Knowing the schedule of sessions in advance is necessary to help with planning. Is coverage needed for concurrent sessions? If so, assign different accounts – referred to as Tweet Ambassadors – to handle other sessions. Doing some research on speakers, sponsors, and partners to better understand their subject matter or relevant hashtags can make your live-tweet session that much more effective. Creating a public list of these accounts on Twitter is a great way both for you and your followers to track them. Finally, use a site like Canva to create visual templates that you can fill in and share throughout the event. Visual content is 40x more likely to be shared on social networks.

Pre-schedule your tweets

When you have generic informational messages to share, save yourself time by scheduling these messages in advance using a free tool (Hootsuite and Buffer being ones we like). Introduce speakers, create hype about sessions as they are about to start, and ask questions that promote conversations. Make sure to include your event hashtag(s) in every tweet you send out.
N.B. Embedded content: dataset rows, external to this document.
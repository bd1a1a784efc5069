//! Direct object value space: the closed set of PDF value kinds.

mod array;
mod dictionary;
mod primitive;
mod stream;
mod string;

pub use array::Array;
pub use dictionary::Dictionary;
pub use primitive::{Object, ObjectId};
pub use stream::Stream;
pub use string::{PdfString, StringFormat, StringKind};

/// Shared null returned for anything that cannot be resolved.
pub(crate) static NULL_OBJECT: Object = Object::Null;
//! Monthly aggregation of cleaned weather observations.
//!
//! Coded categorical columns (Wind, Condition) reduce to their mode, every
//! other numeric column to its mean. Missing values are ignored within a
//! group; a group with no observed value yields a missing aggregate.

use crate::config::PipelineConfig;
use crate::constants::MONTHLY_WEATHER_TABLE;
use crate::error::Result;
use crate::models::{MonthlyWeather, WeatherFrame};
use crate::schema::{column_names, has_column, month_key, year_key};
use polars::prelude::*;
use tracing::debug;

const MODE_COUNT: &str = "__mode_count";

/// One row per distinct (Year, Month[, context]) group
pub fn aggregate_monthly(weather: &WeatherFrame, config: &PipelineConfig) -> Result<MonthlyWeather> {
    aggregate_monthly_with(weather, config, true)
}

/// As [`aggregate_monthly`], grouping by the context column only when
/// `group_by_context` is set
///
/// When the water-quality side has no context column the weather must be
/// reduced to one row per (Year, Month), otherwise each sample would join
/// several weather rows. The context column is then dropped from the output.
pub fn aggregate_monthly_with(
    weather: &WeatherFrame,
    config: &PipelineConfig,
    group_by_context: bool,
) -> Result<MonthlyWeather> {
    let frame = weather.frame();
    let names = column_names(frame);
    let year = config.year_column.as_str();
    let month = config.month_column.as_str();

    let keys = group_keys(frame, config, group_by_context);
    let key_exprs = || keys.iter().map(|k| col(k.as_str())).collect::<Vec<_>>();

    let categorical: Vec<&str> = [config.wind_column.as_str(), config.condition_column.as_str()]
        .into_iter()
        .filter(|name| has_column(frame, name))
        .collect();

    let numeric: Vec<&str> = names
        .iter()
        .map(String::as_str)
        .filter(|name| !keys.iter().any(|k| k.as_str() == *name))
        .filter(|name| !categorical.contains(name))
        .filter(|name| !config.is_excluded_weather_column(name))
        .collect();

    let base = frame
        .clone()
        .lazy()
        .with_columns([year_key(year), month_key(month)])
        .filter(col(year).is_not_null().and(col(month).is_not_null()));

    let means: Vec<Expr> = numeric
        .iter()
        .map(|name| col(*name).cast(DataType::Float64).mean().alias(*name))
        .collect();

    let mut monthly = base.clone().group_by(key_exprs()).agg(means);

    for name in &categorical {
        let modes = mode_per_group(base.clone(), key_exprs(), name);
        monthly = monthly.join(
            modes,
            key_exprs(),
            key_exprs(),
            JoinArgs::new(JoinType::Left),
        );
    }

    let output_columns: Vec<Expr> = names
        .iter()
        .filter(|name| {
            keys.contains(name)
                || categorical.contains(&name.as_str())
                || numeric.contains(&name.as_str())
        })
        .map(|name| col(name.as_str()))
        .collect();

    let aggregated = monthly
        .select(output_columns)
        .sort_by_exprs(key_exprs(), SortMultipleOptions::default())
        .collect()?;

    debug!(
        "Aggregated {} weather rows into {} {} groups (mode: {:?}, mean: {} columns)",
        frame.height(),
        aggregated.height(),
        MONTHLY_WEATHER_TABLE,
        categorical,
        numeric.len()
    );

    Ok(MonthlyWeather::from_frame(aggregated))
}

/// Year, Month and, when requested and the weather table carries it, the context column
fn group_keys(frame: &DataFrame, config: &PipelineConfig, group_by_context: bool) -> Vec<String> {
    let mut keys = vec![config.year_column.clone(), config.month_column.clone()];
    if let Some(context) = config.context_column.as_ref().filter(|_| group_by_context) {
        if has_column(frame, context) {
            keys.push(context.clone());
        }
    }
    keys
}

/// Most frequent non-missing code per group; ties go to the smallest code
fn mode_per_group(frame: LazyFrame, keys: Vec<Expr>, column: &str) -> LazyFrame {
    let mut count_keys = keys.clone();
    count_keys.push(col(column));

    frame
        .filter(col(column).is_not_null())
        .group_by(count_keys)
        .agg([len().alias(MODE_COUNT)])
        .group_by(keys)
        .agg([col(column)
            .sort_by(
                [col(MODE_COUNT), col(column)],
                SortMultipleOptions::default().with_order_descending_multi([true, false]),
            )
            .first()
            .alias(column)])
}

#[cfg(test)]
mod tests {
    use super::*;
    use crate::processor::cleaning::clean_weather;
    use crate::reader::read_table;

    fn monthly(csv: &str) -> DataFrame {
        let config = PipelineConfig::default();
        let raw = read_table(csv.as_bytes(), "weather").unwrap();
        let weather = clean_weather(raw, &config).unwrap();
        aggregate_monthly(&weather, &config).unwrap().into_inner()
    }

    #[test]
    fn test_mode_of_wind() {
        let out = monthly(
            "Year,Month,Temperature,Wind,Condition\n\
             2021,March,70,N,Fair\n\
             2021,March,72,N,Rain\n\
             2021,March,74,E,Rain\n",
        );
        assert_eq!(out.height(), 1);
        let wind = out.column("Wind").unwrap().as_materialized_series().i32().unwrap().get(0);
        assert_eq!(wind, Some(1));
        let condition = out
            .column("Condition")
            .unwrap()
            .as_materialized_series()
            .i32()
            .unwrap()
            .get(0);
        assert_eq!(condition, Some(7));
        let temperature = out
            .column("Temperature")
            .unwrap()
            .as_materialized_series()
            .f64()
            .unwrap()
            .get(0);
        assert_eq!(temperature, Some(72.0));
    }

    #[test]
    fn test_mode_tie_takes_smallest_code() {
        let out = monthly(
            "Year,Month,Wind\n\
             2021,March,E\n\
             2021,March,N\n\
             2021,March,bogus\n",
        );
        let wind = out.column("Wind").unwrap().as_materialized_series().i32().unwrap().get(0);
        assert_eq!(wind, Some(1));
    }

    #[test]
    fn test_all_missing_yields_missing_aggregate() {
        let out = monthly(
            "Year,Month,Temperature,Humidity,Wind\n\
             2021,March,,80%,bogus\n\
             2021,March,n/a,60%,\n",
        );
        assert_eq!(out.height(), 1);
        assert_eq!(out.column("Temperature").unwrap().null_count(), 1);
        assert_eq!(out.column("Wind").unwrap().null_count(), 1);
        let humidity = out
            .column("Humidity")
            .unwrap()
            .as_materialized_series()
            .f64()
            .unwrap()
            .get(0);
        assert_eq!(humidity, Some(70.0));
    }

    #[test]
    fn test_one_row_per_group() {
        let out = monthly(
            "Year,Month,Temperature\n\
             2021,March,70\n\
             2021,March,72\n\
             2021,April,80\n\
             2022,March,60\n\
             ,March,99\n",
        );
        assert_eq!(out.height(), 3);
        let years: Vec<Option<i64>> = out
            .column("Year")
            .unwrap()
            .as_materialized_series()
            .i64()
            .unwrap()
            .into_iter()
            .collect();
        assert_eq!(years, vec![Some(2021), Some(2021), Some(2022)]);
    }

    #[test]
    fn test_context_column_splits_groups() {
        let out = monthly(
            "Monitoring Stations,Year,Month,Temperature\n\
             Station A,2021,March,70\n\
             Station B,2021,March,80\n\
             Station A,2021,March,72\n",
        );
        assert_eq!(out.height(), 2);
        assert!(has_column(&out, "Monitoring Stations"));
    }

    #[test]
    fn test_context_grouping_can_be_disabled() {
        let config = PipelineConfig::default();
        let raw = read_table(
            b"Monitoring Stations,Year,Month,Temperature\n\
              Station A,2021,March,70\n\
              Station B,2021,March,80\n",
            "weather",
        )
        .unwrap();
        let weather = clean_weather(raw, &config).unwrap();
        let out = aggregate_monthly_with(&weather, &config, false).unwrap().into_inner();

        assert_eq!(out.height(), 1);
        assert!(!has_column(&out, "Monitoring Stations"));
        let temperature = out
            .column("Temperature")
            .unwrap()
            .as_materialized_series()
            .f64()
            .unwrap()
            .get(0);
        assert_eq!(temperature, Some(75.0));
    }
}
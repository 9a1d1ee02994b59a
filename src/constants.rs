//! Application constants for the phytoplankton processor
//!
//! Default column names, lookup tables and domain constants used to build
//! the default [`PipelineConfig`](crate::config::PipelineConfig). Every table
//! here can be replaced through a configuration file.

// =============================================================================
// Column Names
// =============================================================================

/// Column names as they appear in the monitoring agency's CSV exports
pub mod columns {
    pub const YEAR: &str = "Year";
    pub const MONTH: &str = "Month";
    pub const STATION: &str = "Monitoring Stations";

    pub const PHYTOPLANKTON: &str = "Phytoplankton (cells/ml)";
    pub const PH: &str = "pH (units)";
    pub const AMMONIA: &str = "Ammonia (mg/L)";
    pub const NITRATE: &str = "Nitrate (mg/L)";
    pub const PHOSPHATE: &str = "Inorganic Phosphate (mg/L)";
    pub const BOD: &str = "BOD (mg/l)";
    pub const DISSOLVED_OXYGEN: &str = "Dissolved Oxygen (mg/l)";
    pub const COLIFORMS: &str = "Total coliforms (MPN/100ml)";

    pub const TIME: &str = "Time";
    pub const TEMPERATURE: &str = "Temperature";
    pub const DEW_POINT: &str = "Dew Point";
    pub const HUMIDITY: &str = "Humidity";
    pub const WIND: &str = "Wind";
    pub const WIND_SPEED: &str = "Wind Speed";
    pub const WIND_GUST: &str = "Wind Gust";
    pub const PRESSURE: &str = "Pressure";
    pub const PRECIPITATION: &str = "Precip.";
    pub const CONDITION: &str = "Condition";

    /// Appended to a table by a persisted model
    pub const PREDICTION: &str = "Prediction";
}

/// Table labels used in logs and error messages
pub const WATER_QUALITY_TABLE: &str = "water quality";
pub const WEATHER_TABLE: &str = "weather";
pub const MONTHLY_WEATHER_TABLE: &str = "monthly weather";
pub const MERGED_TABLE: &str = "merged";

/// Weather columns that are never passed through numeric coercion
pub const EXCLUDED_WEATHER_COLUMNS: &[&str] = &[columns::MONTH, columns::WIND, columns::CONDITION];

/// Characters kept when stripping units from numeric weather cells
pub const NON_NUMERIC_PATTERN: &str = r"[^0-9.]";

/// Thousands separator found in phytoplankton counts
pub const GROUPING_SEPARATOR: &str = ",";

// =============================================================================
// Lookup Tables
// =============================================================================

/// Canonical month names, January first
pub const CANONICAL_MONTHS: [&str; 12] = [
    "January",
    "February",
    "March",
    "April",
    "May",
    "June",
    "July",
    "August",
    "September",
    "October",
    "November",
    "December",
];

/// Misspellings and abbreviations observed in water-quality exports
pub const MONTH_CORRECTIONS: &[(&str, &str)] = &[
    ("Febuary", "February"),
    ("Aug", "August"),
    ("Sept", "September"),
    ("Nov", "November"),
    ("Dec", "December"),
];

/// Compass, variable and calm wind direction codes
pub const WIND_CODES: &[(&str, i32)] = &[
    ("N", 1),
    ("NNE", 2),
    ("NE", 3),
    ("ENE", 4),
    ("E", 5),
    ("ESE", 6),
    ("SE", 7),
    ("SSE", 8),
    ("S", 9),
    ("SSW", 10),
    ("SW", 11),
    ("WSW", 12),
    ("W", 13),
    ("WNW", 14),
    ("NW", 15),
    ("NNW", 16),
    ("VAR", 17),
    ("CALM", 18),
];

/// Sky condition descriptions and their codes
pub const CONDITION_CODES: &[(&str, i32)] = &[
    ("Fair", 1),
    ("Mostly Cloudy", 2),
    ("Partly Cloudy", 3),
    ("Cloudy", 4),
    ("Light Rain", 5),
    ("Light Rain Shower", 6),
    ("Rain", 7),
    ("Heavy Rain", 8),
    ("Thunder", 9),
    ("Light Rain with Thunder", 10),
    ("T-Storm", 11),
    ("Heavy Rain Shower", 12),
    ("Rain Shower", 13),
    ("Showers in the Vicinity", 14),
    ("Thunder in the Vicinity", 15),
    ("Mostly Cloudy / Windy", 16),
    ("Fair / Windy", 17),
    ("Partly Cloudy / Windy", 18),
    ("Rain / Windy", 19),
    ("Light Rain Shower / Windy", 20),
    ("Heavy Rain / Windy", 21),
];

// =============================================================================
// Training Defaults
// =============================================================================

/// Features used by the bloom models
pub const DEFAULT_FEATURES: &[&str] = &[
    columns::TEMPERATURE,
    columns::HUMIDITY,
    columns::WIND,
    columns::WIND_SPEED,
    columns::CONDITION,
    columns::PH,
    columns::AMMONIA,
    columns::NITRATE,
    columns::PHOSPHATE,
    columns::BOD,
    columns::DISSOLVED_OXYGEN,
    columns::COLIFORMS,
];

/// Phytoplankton density (cells/ml) above which a sample counts as a bloom
pub const BLOOM_THRESHOLD: f64 = 1000.0;

/// Fraction of rows held out for evaluation
pub const DEFAULT_TEST_FRACTION: f64 = 0.2;

/// Seed for the train/test shuffle
pub const DEFAULT_SPLIT_SEED: u64 = 42;

// =============================================================================
// Forecasting Defaults
// =============================================================================

/// Non-seasonal (p, d, q) order for per-parameter forecasts
pub const SARIMA_ORDER: [usize; 3] = [1, 1, 1];

/// Seasonal (P, D, Q, s) order; monthly data with yearly seasonality
pub const SARIMA_SEASONAL_ORDER: [usize; 4] = [1, 1, 1, 12];

/// Water-quality parameters forecast ahead of a bloom prediction
pub const FORECAST_PARAMETERS: &[&str] = &[
    columns::PH,
    columns::AMMONIA,
    columns::PHOSPHATE,
    columns::BOD,
    columns::COLIFORMS,
];

/// Monitoring stations covered by the forecast service
pub const MONITORING_STATIONS: &[&str] = &[
    "Stn. I (Central West Bay)",
    "Stn V (Northern West Bay)",
    "Stn XIII (Taytay)",
    "Stn XV (San Pedro)",
    "Stn.XVI (Sta Rosa)",
    "Stn XIX (Muntinlupa)",
];

/// Month number (1-12) for a canonical month name
pub fn month_number(name: &str) -> Option<u32> {
    CANONICAL_MONTHS
        .iter()
        .position(|month| *month == name)
        .map(|index| index as u32 + 1)
}
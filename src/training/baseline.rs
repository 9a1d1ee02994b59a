//! Reference backends that need no ML library.

use super::{FittedModel, ModelBackend};
use crate::error::{PhytoError, Result};
use crate::models::{TaskMode, TrainingSet};
use std::collections::BTreeMap;

/// Predicts the training-set mean of the target
#[derive(Debug, Clone, Copy, Default)]
pub struct MeanBaseline;

impl MeanBaseline {
    pub const NAME: &'static str = "mean-baseline";
}

impl ModelBackend for MeanBaseline {
    fn name(&self) -> &str {
        Self::NAME
    }

    fn fit(&self, set: &TrainingSet) -> Result<FittedModel> {
        if set.is_empty() {
            return Err(PhytoError::model("cannot fit on an empty training set"));
        }
        let mean = set.target.iter().sum::<f64>() / set.len() as f64;
        Ok(FittedModel::new(
            Self::NAME,
            TaskMode::Regression,
            set.feature_names.clone(),
            vec![mean],
        ))
    }

    fn predict(&self, model: &FittedModel, rows: &[Vec<f64>]) -> Result<Vec<f64>> {
        let mean = model.single_parameter(Self::NAME)?;
        model.check_rows(rows)?;
        Ok(vec![mean; rows.len()])
    }
}

/// Predicts the most frequent training label; ties go to the smaller label
#[derive(Debug, Clone, Copy, Default)]
pub struct MajorityBaseline;

impl MajorityBaseline {
    pub const NAME: &'static str = "majority-baseline";
}

impl ModelBackend for MajorityBaseline {
    fn name(&self) -> &str {
        Self::NAME
    }

    fn fit(&self, set: &TrainingSet) -> Result<FittedModel> {
        let mut counts: BTreeMap<i64, usize> = BTreeMap::new();
        for label in &set.target {
            *counts.entry(label.round() as i64).or_default() += 1;
        }

        let majority = counts
            .iter()
            .fold(None, |best: Option<(i64, usize)>, (&label, &count)| match best {
                Some((_, best_count)) if best_count >= count => best,
                _ => Some((label, count)),
            })
            .map(|(label, _)| label)
            .ok_or_else(|| PhytoError::model("cannot fit on an empty training set"))?;

        Ok(FittedModel::new(
            Self::NAME,
            TaskMode::Classification,
            set.feature_names.clone(),
            vec![majority as f64],
        ))
    }

    fn predict(&self, model: &FittedModel, rows: &[Vec<f64>]) -> Result<Vec<f64>> {
        let label = model.single_parameter(Self::NAME)?;
        model.check_rows(rows)?;
        Ok(vec![label; rows.len()])
    }
}
//! Core data structures for the merge-and-clean pipeline.
//!
//! Each pipeline stage produces its own frame type so stages can only be
//! chained in order: raw tables are cleaned, weather is aggregated, the two
//! are merged, and the merge is reduced to a [`TrainingSet`].

use polars::prelude::DataFrame;
use serde::{Deserialize, Serialize};
use std::fmt;
use std::str::FromStr;

/// Supervised learning task the training frame is built for
#[derive(
    Debug, Clone, Copy, PartialEq, Eq, Hash, Serialize, Deserialize, clap::ValueEnum, Default,
)]
#[serde(rename_all = "lowercase")]
pub enum TaskMode {
    /// Binary bloom / non-bloom label derived from the bloom threshold
    #[default]
    Classification,
    /// Raw phytoplankton density
    Regression,
}

impl fmt::Display for TaskMode {
    fn fmt(&self, f: &mut fmt::Formatter<'_>) -> fmt::Result {
        match self {
            TaskMode::Classification => write!(f, "classification"),
            TaskMode::Regression => write!(f, "regression"),
        }
    }
}

impl FromStr for TaskMode {
    type Err = String;

    fn from_str(s: &str) -> Result<Self, Self::Err> {
        match s.to_ascii_lowercase().as_str() {
            "classification" => Ok(TaskMode::Classification),
            "regression" => Ok(TaskMode::Regression),
            other => Err(format!("unknown task mode: {other}")),
        }
    }
}

macro_rules! stage_frame {
    ($(#[$meta:meta])* $name:ident) => {
        $(#[$meta])*
        #[derive(Debug, Clone)]
        pub struct $name(DataFrame);

        impl $name {
            /// Wrap a frame that already satisfies this stage's invariants
            pub fn from_frame(frame: DataFrame) -> Self {
                Self(frame)
            }

            pub fn frame(&self) -> &DataFrame {
                &self.0
            }

            pub fn into_inner(self) -> DataFrame {
                self.0
            }

            pub fn height(&self) -> usize {
                self.0.height()
            }
        }
    };
}

stage_frame!(
    /// Water-quality table with numeric phytoplankton and canonical months
    WaterQualityFrame
);
stage_frame!(
    /// Weather table with every non-excluded column numeric and Wind/Condition coded
    WeatherFrame
);
stage_frame!(
    /// One row per (Year, Month[, context]) weather group
    MonthlyWeather
);
stage_frame!(
    /// Inner join of water quality and monthly weather
    MergedFrame
);

/// Fully numeric, row-aligned features and target
#[derive(Debug, Clone, PartialEq, Default, Serialize, Deserialize)]
pub struct TrainingSet {
    pub feature_names: Vec<String>,
    /// Row-major feature matrix
    pub features: Vec<Vec<f64>>,
    pub target: Vec<f64>,
}

impl TrainingSet {
    pub fn new(feature_names: Vec<String>, features: Vec<Vec<f64>>, target: Vec<f64>) -> Self {
        Self {
            feature_names,
            features,
            target,
        }
    }

    pub fn len(&self) -> usize {
        self.target.len()
    }

    pub fn is_empty(&self) -> bool {
        self.target.is_empty()
    }

    pub fn n_features(&self) -> usize {
        self.feature_names.len()
    }

    /// Copy the given rows, in the given order, into a new set
    pub fn subset(&self, indices: &[usize]) -> Self {
        Self {
            feature_names: self.feature_names.clone(),
            features: indices.iter().map(|&i| self.features[i].clone()).collect(),
            target: indices.iter().map(|&i| self.target[i]).collect(),
        }
    }

    /// Values of a single named feature, if present
    pub fn feature_column(&self, name: &str) -> Option<Vec<f64>> {
        let index = self.feature_names.iter().position(|n| n == name)?;
        Some(self.features.iter().map(|row| row[index]).collect())
    }
}

/// Row counts before and after dropping incomplete rows
#[derive(Debug, Clone, Copy, PartialEq, Eq, Default)]
pub struct RowAccounting {
    pub merged_rows: usize,
    pub retained_rows: usize,
    pub dropped_rows: usize,
}

/// Processing statistics for one pipeline invocation
#[derive(Debug, Clone, Default, PartialEq, Eq)]
pub struct PipelineStats {
    pub water_rows: usize,
    pub weather_rows: usize,
    pub monthly_groups: usize,
    pub merged_rows: usize,
    pub retained_rows: usize,
    pub dropped_rows: usize,
    pub processing_time_ms: u128,
}

impl PipelineStats {
    /// Water-quality rows that found no weather context
    pub fn unmatched_rows(&self) -> usize {
        self.water_rows.saturating_sub(self.merged_rows)
    }
}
Make your content shareable

Live-tweeting is not intended to be a verbatim transcription of an entire session. Rather, it’s more of an exercise in “interactive note-taking”. Share highlights, jokes, important statistics and the like. Be sure to grab a front-row seat or privileged access to the action at your event. Think about what might be favourited, retweeted and quoted by followers when deciding what to tweet. Don’t forget that not all content needs to come from you. Retweet others to fill in gaps or when tweets are particularly well written.

Engage with attendees

Monitor the chatter involving your hashtag. Answer any questions, and retweet or engage with positive comments. When faced with negative posts, be apologetic and try to continue the conversation privately. Ask questions to get participants talking and gain insight on what you might be able to improve for next time! Finally, check in on the unofficial hashtags that may be in use despite your best efforts.

Repurpose your content

What’s great about a successful live-tweeting campaign is the amount of high-quality user-generated content created by participants about their own experience during your event. Repurpose this content in your future event marketing material to drive attendance.